Roger Ebert: Intellectual hero, critical inspiration, colleague, and friend
“This is my happening and it freaks me out!”
Laura Emerick, Roger Ebert’s beloved editor at the Chicago Sun-Times (and one of my favorites as well), introduced me to the man at some stuffy function or other not long after I became the paper’s pop music critic in 1992.
Ebert was the reason I came to Chicago, the Sun-Times, and—second only to rock critic Lester Bangs—a life devoted to writing about and critiquing art. And the line I’d been waiting forever to say to him in person was the one he gave the acid guru Z-man in Beyond the Valley of the Dolls, the brilliantly campy 1970 cult classic that he co-wrote with big-bosoms-loving director Russ Meyer.
“This is my happening and it freaks me out!” I blurted as we shook hands.

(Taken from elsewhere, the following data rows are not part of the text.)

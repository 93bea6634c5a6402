// =============================================================================
// Trade Journal — optional append-only JSONL log of trade records
// =============================================================================
//
// Best-effort: IO failures are logged and never propagate into the trading
// path. Disabled entirely when no path is configured.
// =============================================================================

use std::fs::OpenOptions;
use std::io::Write;
use std::path::PathBuf;

use parking_lot::Mutex;
use tracing::{info, warn};

use crate::types::TradeRecord;

pub struct TradeJournal {
    path: Option<PathBuf>,
    file: Mutex<Option<std::fs::File>>,
}

impl TradeJournal {
    /// Create a journal at `path`. An empty path disables journaling.
    pub fn new(path: &str) -> Self {
        if path.is_empty() {
            return Self {
                path: None,
                file: Mutex::new(None),
            };
        }

        let path = PathBuf::from(path);
        let file = OpenOptions::new()
            .create(true)
            .append(true)
            .open(&path)
            .map_err(|e| warn!(path = %path.display(), error = %e, "journal open failed"))
            .ok();

        if file.is_some() {
            info!(path = %path.display(), "trade journal enabled");
        }

        Self {
            path: Some(path),
            file: Mutex::new(file),
        }
    }

    pub fn enabled(&self) -> bool {
        self.path.is_some()
    }

    /// Append one record as a JSON line.
    pub fn append(&self, record: &TradeRecord) {
        let mut guard = self.file.lock();
        let Some(file) = guard.as_mut() else {
            return;
        };

        let line = match serde_json::to_string(record) {
            Ok(line) => line,
            Err(e) => {
                warn!(error = %e, "journal record failed to serialise");
                return;
            }
        };

        if let Err(e) = writeln!(file, "{line}") {
            warn!(error = %e, "journal write failed");
        }
    }
}

impl std::fmt::Debug for TradeJournal {
    fn fmt(&self, f: &mut std::fmt::Formatter<'_>) -> std::fmt::Result {
        f.debug_struct("TradeJournal")
            .field("path", &self.path)
            .finish()
    }
}

#[cfg(test)]
mod tests {
    use super::*;
    use crate::types::OrderSide;
    use chrono::Utc;
    use rust_decimal_macros::dec;

    fn record() -> TradeRecord {
        TradeRecord {
            id: "t-1".to_string(),
            symbol: "AAPL".to_string(),
            side: OrderSide::Buy,
            qty: dec!(10),
            price: dec!(100),
            value: dec!(1000),
            ts: Utc::now(),
            realized_pnl: None,
            realized_pnl_pct: None,
            status: "open".to_string(),
        }
    }

    #[test]
    fn disabled_journal_is_a_no_op() {
        let journal = TradeJournal::new("");
        assert!(!journal.enabled());
        journal.append(&record()); // must not panic
    }

    #[test]
    fn appends_one_json_line_per_record() {
        let dir = std::env::temp_dir().join(format!("pulse-journal-{}", std::process::id()));
        std::fs::create_dir_all(&dir).unwrap();
        let path = dir.join("trades.jsonl");
        let path_str = path.to_str().unwrap();

        let journal = TradeJournal::new(path_str);
        assert!(journal.enabled());
        journal.append(&record());
        journal.append(&record());

        let content = std::fs::read_to_string(&path).unwrap();
        let lines: Vec<&str> = content.lines().collect();
        assert_eq!(lines.len(), 2);
        for line in lines {
            let parsed: serde_json::Value = serde_json::from_str(line).unwrap();
            assert_eq!(parsed["symbol"], "AAPL");
        }

        std::fs::remove_dir_all(&dir).ok();
    }
}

Roger gave me the weirdest look I ever saw cross his face and turned and left without saying a word. It was not the best way to a start a relationship: I instantly realized he might have thought I was making fun of him for that notorious little footnote in a stellar career, having no conceivable way to realize that I admired him all the more for writing what I consider a psychedelic-rock masterpiece and one of the best rock movies ever, in the sense of capturing the true spirit of the music.
And not only that, but the second and only other screenplay Ebert penned was the infamous Who Killed Bambi?, his pal Meyer’s sadly never realized Sex Pistols movie! How freaking cool could one human being be???
The answer is cooler than you will ever know, if you weren’t lucky enough to meet him. Though, honestly, if you read him or watched him (really watched him) on television, you pretty much did know him. There wasn’t a significant difference between the public and private Ebert. What you saw was what you got.
Somehow, Roger and I got past that awkward early meeting. I never saw him much; no one at the Sun-Times did. He worked from home for the last 30 years; until he lost the abilities to talk and walk without difficulty, he only came by the paper once a year around Christmas to give everyone in the features department a Movie of the Day calendar to get them through the new year.
Or to show support and cast a ballot at a contentious union vote. Solidarity and the values of true liberalism meant a lot to him, and it wasn’t only lip service.
But for 15 years, Roger would reach out to me every few weeks with a quick email to say how much he enjoyed this review; how much he hated that one (we could not have disagreed more about Juno), or how he’d really appreciate it if I would review that new Neil Young concert movie or this new parody flick about gangsta rap because he had no interest or desire to do so. (He also stuck me with the Spice Girls movie.) The words he wrote for the cover of Let It Blurt, my biography of Bangs, meant the world to me. But even more treasured are the emails he sent me through the long and difficult process of writing about a Chicago R&B star inexplicably acquitted by a jury of his peers.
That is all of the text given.